* [WHAT NEEDS TO BE DONE]: Report each line of the entries that contains the word "before", copied in full.
-- -- --
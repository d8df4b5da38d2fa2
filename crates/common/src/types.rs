use serde::{Deserialize, Serialize};
use uuid::Uuid;

/// Unique identifier for a committed event.
///
/// Wraps a UUIDv7 so that identifiers sort roughly by creation time,
/// which keeps full-log scans close to commit order even across roots.
#[derive(Debug, Clone, Copy, PartialEq, Eq, PartialOrd, Ord, Hash, Serialize, Deserialize)]
#[serde(transparent)]
pub struct EventId(Uuid);

impl EventId {
    /// Creates a new time-ordered event ID.
    pub fn new() -> Self {
        Self(Uuid::now_v7())
    }

    /// Creates an event ID from an existing UUID.
    pub fn from_uuid(uuid: Uuid) -> Self {
        Self(uuid)
    }

    /// Returns the underlying UUID.
    pub fn as_uuid(&self) -> Uuid {
        self.0
    }

    /// Returns true for the all-zero placeholder ID.
    ///
    /// An event carrying the nil ID has not been assigned an identity
    /// yet and must not be committed.
    pub fn is_nil(&self) -> bool {
        self.0.is_nil()
    }

    /// Returns the all-zero placeholder ID.
    pub fn nil() -> Self {
        Self(Uuid::nil())
    }
}

impl Default for EventId {
    fn default() -> Self {
        Self::new()
    }
}

impl std::fmt::Display for EventId {
    fn fmt(&self, f: &mut std::fmt::Formatter<'_>) -> std::fmt::Result {
        write!(f, "{}", self.0)
    }
}

impl From<Uuid> for EventId {
    fn from(uuid: Uuid) -> Self {
        Self(uuid)
    }
}

impl From<EventId> for Uuid {
    fn from(id: EventId) -> Self {
        id.0
    }
}

#[cfg(test)]
mod tests {
    use super::*;

    #[test]
    fn event_id_new_creates_unique_ids() {
        let id1 = EventId::new();
        let id2 = EventId::new();
        assert_ne!(id1, id2);
    }

    #[test]
    fn event_ids_sort_by_creation() {
        // v7 ids only order across distinct timestamps.
        let first = EventId::new();
        std::thread::sleep(std::time::Duration::from_millis(2));
        let second = EventId::new();
        assert!(first < second);
    }

    #[test]
    fn nil_id_is_nil() {
        assert!(EventId::nil().is_nil());
        assert!(!EventId::new().is_nil());
    }

    #[test]
    fn event_id_serializes_transparently() {
        let id = EventId::new();
        let json = serde_json::to_string(&id).unwrap();
        let back: EventId = serde_json::from_str(&json).unwrap();
        assert_eq!(id, back);
    }
}
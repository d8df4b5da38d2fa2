use std::sync::Arc;

use async_trait::async_trait;
use chrono::{DateTime, Utc};
use common::{EventId, RequestContext};
use sqlx::{Acquire, PgPool, Row, postgres::PgRow};
use uuid::Uuid;

use crate::dispatcher::EventDispatcher;
use crate::error::{EventStoreError, Result};
use crate::event::{Event, EventMeta};
use crate::store::{AggregateSource, EventStore, EventStream, fill_meta_defaults};

const SELECT_COLUMNS: &str = "id, event_type, payload, version, entity_id, entity_type, \
     root_id, sequence_no, user_id, module_id, group_id, schema_name, created";

/// PostgreSQL-backed event store.
///
/// One append-only `events` table holds the full log; `sequence_no` is
/// unique per root so two interleaved writers on the same aggregate
/// cannot both commit.
#[derive(Clone)]
pub struct PostgresEventStore {
    pool: PgPool,
    dispatcher: Arc<EventDispatcher>,
}

impl PostgresEventStore {
    /// Creates a store over an existing connection pool.
    pub fn new(pool: PgPool, dispatcher: Arc<EventDispatcher>) -> Self {
        Self { pool, dispatcher }
    }

    /// The underlying connection pool.
    pub fn pool(&self) -> &PgPool {
        &self.pool
    }

    /// The dispatcher persisted events are broadcast through.
    pub fn dispatcher(&self) -> &Arc<EventDispatcher> {
        &self.dispatcher
    }

    fn row_to_event(row: PgRow) -> Result<Event> {
        Ok(Event {
            id: EventId::from_uuid(row.try_get::<Uuid, _>("id")?),
            event_type: row.try_get("event_type")?,
            payload: row.try_get("payload")?,
            version: row.try_get::<i32, _>("version")? as u32,
            meta: EventMeta {
                entity_id: row.try_get("entity_id")?,
                entity_type: row.try_get("entity_type")?,
                root_id: row.try_get("root_id")?,
                sequence_no: row.try_get("sequence_no")?,
                user: row.try_get("user_id")?,
                module: row.try_get("module_id")?,
                group: row.try_get("group_id")?,
                schema_name: row.try_get("schema_name")?,
                created: row.try_get::<DateTime<Utc>, _>("created")?,
            },
        })
    }
}

#[async_trait]
impl EventStore for PostgresEventStore {
    #[tracing::instrument(skip(self, ctx, aggregate))]
    async fn persist(
        &self,
        ctx: &RequestContext,
        aggregate: &mut dyn AggregateSource,
    ) -> Result<Vec<Event>> {
        if ctx.is_cancelled() {
            return Err(EventStoreError::Cancelled);
        }

        if aggregate.uncommitted_events().is_empty() {
            return Ok(Vec::new());
        }

        let mut batch: Vec<Event> = aggregate.uncommitted_events().to_vec();
        for event in &mut batch {
            fill_meta_defaults(ctx, event);
        }
        let root_id = batch[0].meta.root_id.clone();

        let mut tx = self.pool.begin().await?;

        // Optimistic concurrency: reject before anything is written.
        if let Some(expected) = ctx.expected_sequence_no {
            let actual: Option<i64> =
                sqlx::query_scalar("SELECT MAX(sequence_no) FROM events WHERE root_id = $1")
                    .bind(&root_id)
                    .fetch_one(&mut *tx)
                    .await?;
            let actual = actual.unwrap_or(0);
            if actual != expected {
                return Err(EventStoreError::StaleSequence {
                    root_id,
                    expected,
                    actual,
                });
            }
        }

        // Savepoint around the batch: the first invalid event discards
        // every write made for it.
        let mut sp = tx.begin().await?;
        for event in &batch {
            if ctx.is_cancelled() {
                sp.rollback().await?;
                return Err(EventStoreError::Cancelled);
            }

            if let Err(validation) = event.validate() {
                sp.rollback().await?;
                return Err(validation);
            }

            sqlx::query(
                r#"
                INSERT INTO events (id, event_type, payload, version, entity_id, entity_type,
                                    root_id, sequence_no, user_id, module_id, group_id,
                                    schema_name, created)
                VALUES ($1, $2, $3, $4, $5, $6, $7, $8, $9, $10, $11, $12, $13)
                "#,
            )
            .bind(event.id.as_uuid())
            .bind(&event.event_type)
            .bind(&event.payload)
            .bind(event.version as i32)
            .bind(&event.meta.entity_id)
            .bind(&event.meta.entity_type)
            .bind(&event.meta.root_id)
            .bind(event.meta.sequence_no)
            .bind(&event.meta.user)
            .bind(&event.meta.module)
            .bind(&event.meta.group)
            .bind(&event.meta.schema_name)
            .bind(event.meta.created)
            .execute(&mut *sp)
            .await
            .map_err(|e| {
                if let sqlx::Error::Database(ref db_err) = e
                    && db_err.constraint() == Some("unique_root_sequence")
                {
                    return EventStoreError::StaleSequence {
                        root_id: event.meta.root_id.clone(),
                        expected: ctx.expected_sequence_no.unwrap_or(0),
                        actual: event.meta.sequence_no,
                    };
                }
                EventStoreError::Database(e)
            })?;
        }
        sp.commit().await?;
        tx.commit().await?;

        aggregate.clear_uncommitted();
        metrics::counter!("event_store_events_persisted").increment(batch.len() as u64);

        for event in &batch {
            let errors = self.dispatcher.dispatch(event).await;
            if !errors.is_empty() {
                tracing::error!(
                    event_id = %event.id,
                    error_count = errors.len(),
                    "subscriber errors during event fan-out"
                );
            }
        }

        Ok(batch)
    }

    async fn get_by_aggregate(&self, root_id: &str) -> Result<Vec<Event>> {
        let rows = sqlx::query(&format!(
            "SELECT {SELECT_COLUMNS} FROM events WHERE root_id = $1 ORDER BY sequence_no ASC"
        ))
        .bind(root_id)
        .fetch_all(&self.pool)
        .await?;

        rows.into_iter().map(Self::row_to_event).collect()
    }

    async fn get_by_entity_and_aggregate(
        &self,
        entity_id: &str,
        entity_type: &str,
        root_id: &str,
    ) -> Result<Vec<Event>> {
        let rows = sqlx::query(&format!(
            "SELECT {SELECT_COLUMNS} FROM events \
             WHERE entity_id = $1 AND entity_type = $2 AND root_id = $3 \
             ORDER BY sequence_no ASC"
        ))
        .bind(entity_id)
        .bind(entity_type)
        .bind(root_id)
        .fetch_all(&self.pool)
        .await?;

        rows.into_iter().map(Self::row_to_event).collect()
    }

    async fn get_by_aggregate_and_sequence_range(
        &self,
        root_id: &str,
        start: i64,
        end: i64,
    ) -> Result<Vec<Event>> {
        let rows = sqlx::query(&format!(
            "SELECT {SELECT_COLUMNS} FROM events \
             WHERE root_id = $1 AND sequence_no >= $2 AND sequence_no <= $3 \
             ORDER BY sequence_no ASC"
        ))
        .bind(root_id)
        .bind(start)
        .bind(end)
        .fetch_all(&self.pool)
        .await?;

        rows.into_iter().map(Self::row_to_event).collect()
    }

    async fn get_aggregate_sequence_number(&self, root_id: &str) -> Result<i64> {
        let max: Option<i64> =
            sqlx::query_scalar("SELECT MAX(sequence_no) FROM events WHERE root_id = $1")
                .bind(root_id)
                .fetch_one(&self.pool)
                .await?;
        Ok(max.unwrap_or(0))
    }

    async fn stream_all(&self, since: Option<DateTime<Utc>>) -> Result<EventStream> {
        use futures_util::stream;

        let rows = match since {
            Some(since) => {
                sqlx::query(&format!(
                    "SELECT {SELECT_COLUMNS} FROM events WHERE created >= $1 \
                     ORDER BY created ASC, id ASC"
                ))
                .bind(since)
                .fetch_all(&self.pool)
                .await?
            }
            None => {
                sqlx::query(&format!(
                    "SELECT {SELECT_COLUMNS} FROM events ORDER BY created ASC, id ASC"
                ))
                .fetch_all(&self.pool)
                .await?
            }
        };

        let events = rows
            .into_iter()
            .map(Self::row_to_event)
            .collect::<Result<Vec<_>>>()?;

        Ok(Box::pin(stream::iter(events.into_iter().map(Ok))))
    }

    async fn migrate(&self, ctx: &RequestContext) -> Result<()> {
        if ctx.is_cancelled() {
            return Err(EventStoreError::Cancelled);
        }

        sqlx::raw_sql(
            r#"
            CREATE TABLE IF NOT EXISTS events (
                id UUID PRIMARY KEY,
                event_type TEXT NOT NULL,
                payload JSONB NOT NULL,
                version INTEGER NOT NULL,
                entity_id TEXT NOT NULL,
                entity_type TEXT NOT NULL,
                root_id TEXT NOT NULL,
                sequence_no BIGINT NOT NULL,
                user_id TEXT NOT NULL DEFAULT '',
                module_id TEXT NOT NULL DEFAULT '',
                group_id TEXT NOT NULL DEFAULT '',
                schema_name TEXT NOT NULL DEFAULT '',
                created TIMESTAMPTZ NOT NULL,
                CONSTRAINT unique_root_sequence UNIQUE (root_id, sequence_no)
            );

            CREATE INDEX IF NOT EXISTS idx_events_entity ON events (entity_id, entity_type);
            CREATE INDEX IF NOT EXISTS idx_events_root ON events (root_id);
            CREATE INDEX IF NOT EXISTS idx_events_type ON events (event_type);
            "#,
        )
        .execute(&self.pool)
        .await?;

        Ok(())
    }

    async fn remove(&self, events: &[Event]) -> Result<()> {
        let ids: Vec<Uuid> = events.iter().map(|e| e.id.as_uuid()).collect();
        sqlx::query("DELETE FROM events WHERE id = ANY($1)")
            .bind(&ids)
            .execute(&self.pool)
            .await?;
        Ok(())
    }
}
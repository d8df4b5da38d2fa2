//! Opaque schema contract supplied by the schema-layer collaborator.

use std::collections::HashSet;

/// What the core needs to know about an entity type's shape.
///
/// The schema layer owns field types, formats, and storage mapping; the
/// core only asks which fields are required and whether a required
/// field may hold an explicit null.
pub trait EntitySchema: Send + Sync {
    /// The entity kind this schema describes.
    fn entity_type(&self) -> &str;

    /// Fields that must be present on a valid entity.
    fn required_fields(&self) -> &[String];

    /// Whether a field accepts an explicit null value.
    fn is_nullable(&self, field: &str) -> bool;
}

/// Plain-data schema implementation for wiring and tests.
#[derive(Debug, Clone, Default)]
pub struct FieldSchema {
    entity_type: String,
    required: Vec<String>,
    nullable: HashSet<String>,
}

impl FieldSchema {
    /// Creates an empty schema for an entity type.
    pub fn new(entity_type: impl Into<String>) -> Self {
        Self {
            entity_type: entity_type.into(),
            required: Vec::new(),
            nullable: HashSet::new(),
        }
    }

    /// Marks a field as required.
    pub fn require(mut self, field: impl Into<String>) -> Self {
        self.required.push(field.into());
        self
    }

    /// Marks a field as accepting explicit nulls.
    pub fn nullable(mut self, field: impl Into<String>) -> Self {
        self.nullable.insert(field.into());
        self
    }
}

impl EntitySchema for FieldSchema {
    fn entity_type(&self) -> &str {
        &self.entity_type
    }

    fn required_fields(&self) -> &[String] {
        &self.required
    }

    fn is_nullable(&self, field: &str) -> bool {
        self.nullable.contains(field)
    }
}
//! Ordered, per-aggregate append-only event persistence.
//!
//! The store validates and commits event batches atomically, guards
//! writers with optimistic sequence checks, and broadcasts every
//! committed event to projection subscribers through the
//! [`EventDispatcher`].

pub mod dispatcher;
pub mod error;
pub mod event;
pub mod memory;
pub mod postgres;
pub mod store;

pub use common::EventId;
pub use dispatcher::{EventDispatcher, EventSubscriber};
pub use error::{EventStoreError, Result};
pub use event::{
    EVENT_TYPE_CREATE, EVENT_TYPE_DELETE, EVENT_TYPE_UPDATE, Event, EventMeta, create_event,
    delete_event, update_event,
};
pub use memory::InMemoryEventStore;
pub use postgres::PostgresEventStore;
pub use store::{AggregateSource, EventStore, EventStream};
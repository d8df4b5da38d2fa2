//! Publish/subscribe fan-out of persisted events to projections.

use std::sync::Arc;

use async_trait::async_trait;
use tokio::sync::RwLock;

use crate::error::EventStoreError;
use crate::event::Event;

/// A projection update function fed by the event dispatcher.
///
/// Subscribers must tolerate being invoked concurrently with each other;
/// no execution order is guaranteed within one event's fan-out.
#[async_trait]
pub trait EventSubscriber: Send + Sync {
    /// Returns the subscriber's name, used in error reports.
    fn name(&self) -> &str;

    /// Applies a single persisted event to the subscriber's read model.
    async fn handle(&self, event: &Event) -> std::result::Result<(), EventStoreError>;
}

/// Broadcasts each persisted event to all registered subscribers.
///
/// The dispatcher is invoked once per event, after that event's batch
/// has committed. Subscribers run concurrently; the dispatch call joins
/// on all of them before returning. Errors are collected, never raised:
/// a failing or panicking subscriber cannot affect its siblings or the
/// commit that triggered the fan-out.
#[derive(Default)]
pub struct EventDispatcher {
    subscribers: RwLock<Vec<Arc<dyn EventSubscriber>>>,
}

impl EventDispatcher {
    /// Creates a dispatcher with no subscribers.
    pub fn new() -> Self {
        Self::default()
    }

    /// Registers a projection update function.
    pub async fn add_subscriber(&self, subscriber: Arc<dyn EventSubscriber>) {
        self.subscribers.write().await.push(subscriber);
    }

    /// Returns the number of registered subscribers.
    pub async fn subscriber_count(&self) -> usize {
        self.subscribers.read().await.len()
    }

    /// Delivers one event to every subscriber concurrently.
    ///
    /// Returns the list of subscriber errors; an empty list means every
    /// subscriber applied the event cleanly.
    pub async fn dispatch(&self, event: &Event) -> Vec<EventStoreError> {
        let subscribers: Vec<Arc<dyn EventSubscriber>> =
            self.subscribers.read().await.iter().cloned().collect();

        let mut handles = Vec::with_capacity(subscribers.len());
        for subscriber in subscribers {
            let event = event.clone();
            let name = subscriber.name().to_string();
            let handle = tokio::spawn(async move { subscriber.handle(&event).await });
            handles.push((name, handle));
        }

        let mut errors = Vec::new();
        for (name, handle) in handles {
            match handle.await {
                Ok(Ok(())) => {}
                Ok(Err(e)) => {
                    tracing::error!(subscriber = %name, error = %e, "subscriber failed");
                    errors.push(e);
                }
                Err(join_err) if join_err.is_panic() => {
                    tracing::error!(subscriber = %name, "subscriber panicked");
                    errors.push(EventStoreError::SubscriberPanic { subscriber: name });
                }
                Err(join_err) => {
                    errors.push(EventStoreError::Subscriber {
                        subscriber: name,
                        message: join_err.to_string(),
                    });
                }
            }
        }

        errors
    }
}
-- -- --
* [RESPONSE AREA]:
        // Optimistic concurrency: reject before anything is written.
/// on all of them before returning. Errors are collected, never raised:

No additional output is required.